== Task to carry out ==
Copy each record below without changing a single word.

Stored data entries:
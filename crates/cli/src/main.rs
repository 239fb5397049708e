use chrono::NaiveDate;
use clap::{Parser, Subcommand};
use std::sync::Arc;
use telehealth_core::appointments::generate_time_slots;
use telehealth_core::config::data_dir_from_env_value;
use telehealth_core::{
    AccountId, AccountService, AccountStore, CoreConfig, FileAccountStore, NewAccount, Role,
};

#[derive(Parser)]
#[command(name = "telehealth")]
#[command(about = "Telehealth account service CLI")]
struct Cli {
    #[command(subcommand)]
    command: Option<Commands>,
}

#[derive(Subcommand)]
enum Commands {
    /// List all accounts
    List,
    /// Register a new account
    Register {
        /// Unique username
        username: String,
        /// Display name
        name: String,
        /// Email address
        email: String,
        /// `patient` or `doctor`
        role: String,
        /// Password (at least 6 characters)
        #[arg(long)]
        password: String,
    },
    /// Delete an account by id
    Delete {
        /// Account id (32 lowercase hex characters)
        account_id: String,
    },
    /// Print generated time slots for a doctor on a date
    Slots {
        /// Doctor id
        doctor_id: String,
        /// Date (YYYY-MM-DD)
        date: String,
    },
}

/// Direct access to the account files; needs no token secret.
fn account_store(data_dir: Option<String>) -> FileAccountStore {
    FileAccountStore::open(&data_dir_from_env_value(data_dir))
}

/// Full service for commands that issue tokens.
fn account_service() -> Result<AccountService, Box<dyn std::error::Error>> {
    let cfg = CoreConfig::from_env_values(
        std::env::var("TELEHEALTH_DATA_DIR").ok(),
        std::env::var("TELEHEALTH_TOKEN_SECRET").ok(),
        std::env::var("TELEHEALTH_TOKEN_TTL_SECS").ok(),
        std::env::var("TELEHEALTH_HASH_ITERATIONS").ok(),
    )?;
    Ok(AccountService::with_file_store(Arc::new(cfg)))
}

fn main() -> Result<(), Box<dyn std::error::Error>> {
    dotenvy::dotenv().ok();
    let cli = Cli::parse();
    let data_dir = std::env::var("TELEHEALTH_DATA_DIR").ok();

    match cli.command {
        Some(Commands::List) => {
            let accounts = account_store(data_dir).list()?;
            if accounts.is_empty() {
                println!("No accounts found.");
            } else {
                for account in accounts {
                    println!(
                        "ID: {}, Username: {}, Name: {}, Role: {}, Created: {}",
                        account.id,
                        account.username,
                        account.name,
                        account.role,
                        account.created_at.to_rfc3339()
                    );
                }
            }
        }
        Some(Commands::Register {
            username,
            name,
            email,
            role,
            password,
        }) => {
            let role: Role = role.parse()?;
            let service = account_service()?;
            match service.register(NewAccount {
                username,
                name,
                email,
                password,
                role,
            }) {
                Ok(session) => println!("Registered account with ID: {}", session.account.id),
                Err(e) => eprintln!("Error registering account: {}", e),
            }
        }
        Some(Commands::Delete { account_id }) => {
            let id = AccountId::parse(&account_id)?;
            match account_store(data_dir).delete(&id) {
                Ok(()) => println!("Deleted account: {}", id),
                Err(e) => eprintln!("Error deleting account: {}", e),
            }
        }
        Some(Commands::Slots { doctor_id, date }) => {
            let date = NaiveDate::parse_from_str(&date, "%Y-%m-%d")?;
            for slot in generate_time_slots(&doctor_id, date, &mut rand::thread_rng()) {
                println!(
                    "{}  {}-{}  {}",
                    slot.id,
                    slot.start_time.format("%H:%M"),
                    slot.end_time.format("%H:%M"),
                    if slot.available { "available" } else { "taken" }
                );
            }
        }
        None => {
            println!("Use --help for usage");
        }
    }

    Ok(())
}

== Written solution ==
filename crates/cli/src/main.rs
repository 239fb5397049708e
use chrono::NaiveDate;
use clap::{Parser, Subcommand};
use std::sync::Arc;
use telehealth_core::appointments::generate_time_slots;
use telehealth_core::config::data_dir_from_env_value;
use telehealth_core::{
    AccountId, AccountService, AccountStore, CoreConfig, FileAccountStore, NewAccount, Role,
};

#[derive(Parser)]
#[command(name = "telehealth")]
#[command(about = "Telehealth account service CLI")]
struct Cli {
    #[command(subcommand)]
    command: Option<Commands>,
}

#[derive(Subcommand)]
enum Commands {
    /// List all accounts
    List,
    /// Register a new account
    Register {
        /// Unique username
        username: String,
        /// Display name
        name: String,
        /// Email address
        email: String,
        /// `patient` or `doctor`
        role: String,
        /// Password (at least 6 characters)
        #[arg(long)]
        password: String,
    },
    /// Delete an account by id
    Delete {
        /// Account id (32 lowercase hex characters)
        account_id: String,
    },
    /// Print generated time slots for a doctor on a date
    Slots {
        /// Doctor id
        doctor_id: String,
        /// Date (YYYY-MM-DD)
        date: String,
    },
}

/// Direct access to the account files; needs no token secret.
fn account_store(data_dir: Option<String>) -> FileAccountStore {
    FileAccountStore::open(&data_dir_from_env_value(data_dir))
}

/// Full service for commands that issue tokens.
fn account_service() -> Result<AccountService, Box<dyn std::error::Error>> {
    let cfg = CoreConfig::from_env_values(
        std::env::var("TELEHEALTH_DATA_DIR").ok(),
        std::env::var("TELEHEALTH_TOKEN_SECRET").ok(),
        std::env::var("TELEHEALTH_TOKEN_TTL_SECS").ok(),
        std::env::var("TELEHEALTH_HASH_ITERATIONS").ok(),
    )?;
    Ok(AccountService::with_file_store(Arc::new(cfg)))
}

fn main() -> Result<(), Box<dyn std::error::Error>> {
    dotenvy::dotenv().ok();
    let cli = Cli::parse();
    let data_dir = std::env::var("TELEHEALTH_DATA_DIR").ok();

    match cli.command {
        Some(Commands::List) => {
            let accounts = account_store(data_dir).list()?;
            if accounts.is_empty() {
                println!("No accounts found.");
            } else {
                for account in accounts {
                    println!(
                        "ID: {}, Username: {}, Name: {}, Role: {}, Created: {}",
                        account.id,
                        account.username,
                        account.name,
                        account.role,
                        account.created_at.to_rfc3339()
                    );
                }
            }
        }
        Some(Commands::Register {
            username,
            name,
            email,
            role,
            password,
        }) => {
            let role: Role = role.parse()?;
            let service = account_service()?;
            match service.register(NewAccount {
                username,
                name,
                email,
                password,
                role,
            }) {
                Ok(session) => println!("Registered account with ID: {}", session.account.id),
                Err(e) => eprintln!("Error registering account: {}", e),
            }
        }
        Some(Commands::Delete { account_id }) => {
            let id = AccountId::parse(&account_id)?;
            match account_store(data_dir).delete(&id) {
                Ok(()) => println!("Deleted account: {}", id),
                Err(e) => eprintln!("Error deleting account: {}", e),
            }
        }
        Some(Commands::Slots { doctor_id, date }) => {
            let date = NaiveDate::parse_from_str(&date, "%Y-%m-%d")?;
            for slot in generate_time_slots(&doctor_id, date, &mut rand::thread_rng()) {
                println!(
                    "{}  {}-{}  {}",
                    slot.id,
                    slot.start_time.format("%H:%M"),
                    slot.end_time.format("%H:%M"),
                    if slot.available { "available" } else { "taken" }
                );
            }
        }
        None => {
            println!("Use --help for usage");
        }
    }

    Ok(())
}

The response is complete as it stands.